== Input records
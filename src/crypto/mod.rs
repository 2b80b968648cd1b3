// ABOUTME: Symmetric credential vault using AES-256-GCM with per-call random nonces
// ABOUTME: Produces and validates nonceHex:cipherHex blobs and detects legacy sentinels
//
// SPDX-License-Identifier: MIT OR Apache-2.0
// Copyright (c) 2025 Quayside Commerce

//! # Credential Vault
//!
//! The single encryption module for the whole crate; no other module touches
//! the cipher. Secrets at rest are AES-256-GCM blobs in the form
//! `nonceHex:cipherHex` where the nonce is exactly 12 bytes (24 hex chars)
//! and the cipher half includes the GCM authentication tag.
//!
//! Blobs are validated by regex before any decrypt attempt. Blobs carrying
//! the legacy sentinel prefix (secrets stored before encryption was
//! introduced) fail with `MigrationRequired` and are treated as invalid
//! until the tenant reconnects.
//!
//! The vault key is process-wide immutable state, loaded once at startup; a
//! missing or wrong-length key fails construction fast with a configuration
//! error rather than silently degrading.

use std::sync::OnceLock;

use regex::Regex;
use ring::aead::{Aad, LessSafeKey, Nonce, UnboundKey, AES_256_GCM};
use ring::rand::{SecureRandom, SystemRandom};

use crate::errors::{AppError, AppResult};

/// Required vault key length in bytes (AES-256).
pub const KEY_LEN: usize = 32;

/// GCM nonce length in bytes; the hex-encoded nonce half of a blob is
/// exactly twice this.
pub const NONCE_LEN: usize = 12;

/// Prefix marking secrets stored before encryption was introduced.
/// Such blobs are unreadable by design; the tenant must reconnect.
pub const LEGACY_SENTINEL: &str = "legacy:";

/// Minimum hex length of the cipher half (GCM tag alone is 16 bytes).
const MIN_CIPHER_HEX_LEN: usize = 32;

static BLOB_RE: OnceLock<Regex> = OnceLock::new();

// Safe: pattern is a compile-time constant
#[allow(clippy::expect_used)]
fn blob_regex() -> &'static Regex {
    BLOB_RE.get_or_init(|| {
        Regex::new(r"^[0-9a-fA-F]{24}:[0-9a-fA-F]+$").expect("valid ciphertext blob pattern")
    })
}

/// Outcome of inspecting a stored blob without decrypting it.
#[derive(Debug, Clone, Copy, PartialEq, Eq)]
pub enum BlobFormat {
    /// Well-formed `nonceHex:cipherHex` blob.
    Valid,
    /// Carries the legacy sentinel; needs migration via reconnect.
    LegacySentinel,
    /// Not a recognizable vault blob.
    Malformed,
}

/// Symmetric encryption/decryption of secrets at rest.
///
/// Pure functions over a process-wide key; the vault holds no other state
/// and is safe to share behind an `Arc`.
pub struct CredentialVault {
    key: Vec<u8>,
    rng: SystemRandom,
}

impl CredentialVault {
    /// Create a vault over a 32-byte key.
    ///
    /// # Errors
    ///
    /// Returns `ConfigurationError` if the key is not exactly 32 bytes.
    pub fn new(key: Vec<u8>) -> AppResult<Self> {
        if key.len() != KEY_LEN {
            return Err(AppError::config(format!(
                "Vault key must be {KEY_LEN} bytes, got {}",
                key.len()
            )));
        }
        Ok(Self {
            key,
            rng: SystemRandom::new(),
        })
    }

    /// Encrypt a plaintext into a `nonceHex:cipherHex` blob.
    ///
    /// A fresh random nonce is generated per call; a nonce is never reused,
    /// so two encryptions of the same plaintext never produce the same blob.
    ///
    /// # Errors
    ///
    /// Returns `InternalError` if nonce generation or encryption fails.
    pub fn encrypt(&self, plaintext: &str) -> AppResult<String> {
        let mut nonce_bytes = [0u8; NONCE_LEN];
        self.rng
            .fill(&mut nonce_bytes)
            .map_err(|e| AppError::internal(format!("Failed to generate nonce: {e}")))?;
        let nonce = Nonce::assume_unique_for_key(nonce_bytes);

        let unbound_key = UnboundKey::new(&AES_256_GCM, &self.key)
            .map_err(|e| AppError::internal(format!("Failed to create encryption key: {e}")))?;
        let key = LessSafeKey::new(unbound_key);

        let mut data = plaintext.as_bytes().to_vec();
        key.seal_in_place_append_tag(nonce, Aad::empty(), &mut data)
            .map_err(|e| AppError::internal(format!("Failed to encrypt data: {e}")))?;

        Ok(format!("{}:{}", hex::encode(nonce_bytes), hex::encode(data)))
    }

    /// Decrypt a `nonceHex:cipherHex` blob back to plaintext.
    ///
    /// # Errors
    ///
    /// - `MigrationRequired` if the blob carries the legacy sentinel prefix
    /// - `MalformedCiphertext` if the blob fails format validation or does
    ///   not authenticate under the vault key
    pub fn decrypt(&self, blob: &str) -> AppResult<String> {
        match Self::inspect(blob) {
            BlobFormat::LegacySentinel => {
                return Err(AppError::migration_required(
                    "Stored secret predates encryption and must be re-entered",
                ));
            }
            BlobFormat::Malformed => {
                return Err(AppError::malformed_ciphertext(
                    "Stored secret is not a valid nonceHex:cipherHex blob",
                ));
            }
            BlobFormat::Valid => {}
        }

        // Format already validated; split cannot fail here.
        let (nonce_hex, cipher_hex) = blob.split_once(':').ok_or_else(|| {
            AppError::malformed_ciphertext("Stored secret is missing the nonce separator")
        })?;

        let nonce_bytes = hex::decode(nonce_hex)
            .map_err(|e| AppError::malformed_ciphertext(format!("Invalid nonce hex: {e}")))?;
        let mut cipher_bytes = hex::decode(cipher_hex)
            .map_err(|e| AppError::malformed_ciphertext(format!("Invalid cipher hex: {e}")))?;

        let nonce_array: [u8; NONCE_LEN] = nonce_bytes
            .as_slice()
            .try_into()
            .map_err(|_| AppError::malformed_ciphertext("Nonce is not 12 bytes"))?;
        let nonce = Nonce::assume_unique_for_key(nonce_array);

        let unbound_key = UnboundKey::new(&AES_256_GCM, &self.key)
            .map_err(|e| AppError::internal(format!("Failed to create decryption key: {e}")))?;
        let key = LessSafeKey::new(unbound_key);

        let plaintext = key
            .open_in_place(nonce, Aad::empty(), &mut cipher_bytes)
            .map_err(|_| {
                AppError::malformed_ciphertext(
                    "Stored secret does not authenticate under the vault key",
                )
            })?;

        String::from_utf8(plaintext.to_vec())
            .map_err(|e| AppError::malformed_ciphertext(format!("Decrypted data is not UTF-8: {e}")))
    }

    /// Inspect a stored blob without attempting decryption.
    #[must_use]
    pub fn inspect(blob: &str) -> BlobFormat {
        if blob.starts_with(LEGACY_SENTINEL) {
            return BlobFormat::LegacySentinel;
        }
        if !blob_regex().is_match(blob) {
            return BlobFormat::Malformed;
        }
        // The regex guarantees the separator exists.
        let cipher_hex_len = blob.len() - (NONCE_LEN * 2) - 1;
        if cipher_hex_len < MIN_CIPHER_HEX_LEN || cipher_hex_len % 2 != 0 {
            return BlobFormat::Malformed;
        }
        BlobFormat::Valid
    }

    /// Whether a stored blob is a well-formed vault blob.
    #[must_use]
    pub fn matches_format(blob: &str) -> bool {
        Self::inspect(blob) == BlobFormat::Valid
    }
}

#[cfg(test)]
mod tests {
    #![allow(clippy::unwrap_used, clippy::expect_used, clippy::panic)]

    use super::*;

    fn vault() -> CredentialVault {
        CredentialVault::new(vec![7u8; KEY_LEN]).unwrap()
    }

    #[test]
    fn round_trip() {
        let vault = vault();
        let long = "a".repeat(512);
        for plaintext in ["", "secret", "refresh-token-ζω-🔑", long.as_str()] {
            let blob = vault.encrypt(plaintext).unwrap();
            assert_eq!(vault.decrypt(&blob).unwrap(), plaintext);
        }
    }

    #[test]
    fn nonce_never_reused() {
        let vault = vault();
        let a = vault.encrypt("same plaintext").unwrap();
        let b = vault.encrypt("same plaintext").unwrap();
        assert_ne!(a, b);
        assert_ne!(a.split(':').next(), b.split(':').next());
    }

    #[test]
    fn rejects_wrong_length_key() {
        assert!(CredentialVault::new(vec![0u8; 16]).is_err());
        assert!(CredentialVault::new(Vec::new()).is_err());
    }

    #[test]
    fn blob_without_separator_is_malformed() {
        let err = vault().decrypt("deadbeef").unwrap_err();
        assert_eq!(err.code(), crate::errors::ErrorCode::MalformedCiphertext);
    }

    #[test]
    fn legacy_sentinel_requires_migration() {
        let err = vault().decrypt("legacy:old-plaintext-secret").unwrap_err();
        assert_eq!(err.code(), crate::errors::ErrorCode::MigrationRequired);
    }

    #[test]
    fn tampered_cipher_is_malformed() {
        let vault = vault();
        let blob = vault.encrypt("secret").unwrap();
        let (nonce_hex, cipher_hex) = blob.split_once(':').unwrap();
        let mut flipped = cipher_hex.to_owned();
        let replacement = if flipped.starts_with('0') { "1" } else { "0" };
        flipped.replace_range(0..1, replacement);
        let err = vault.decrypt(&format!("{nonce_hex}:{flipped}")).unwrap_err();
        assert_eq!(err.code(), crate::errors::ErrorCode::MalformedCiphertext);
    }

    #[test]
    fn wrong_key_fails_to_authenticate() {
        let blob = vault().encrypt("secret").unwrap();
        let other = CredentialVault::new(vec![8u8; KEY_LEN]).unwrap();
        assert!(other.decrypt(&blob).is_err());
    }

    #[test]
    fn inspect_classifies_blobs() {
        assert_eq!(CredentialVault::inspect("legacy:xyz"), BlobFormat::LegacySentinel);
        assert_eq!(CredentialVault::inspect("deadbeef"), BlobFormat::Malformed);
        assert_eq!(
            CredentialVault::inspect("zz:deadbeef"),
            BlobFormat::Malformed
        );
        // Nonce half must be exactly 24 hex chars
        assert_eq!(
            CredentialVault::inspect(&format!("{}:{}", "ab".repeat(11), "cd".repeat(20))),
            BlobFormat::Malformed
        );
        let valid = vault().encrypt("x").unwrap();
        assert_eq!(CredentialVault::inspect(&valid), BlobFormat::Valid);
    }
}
====
#### [Exercise goal]
For the string "Symmetric", show each line of the entries above where it occurs.

#### [Solution to the exercise]
// ABOUTME: Symmetric credential vault using AES-256-GCM with per-call random nonces
/// Symmetric encryption/decryption of secrets at rest.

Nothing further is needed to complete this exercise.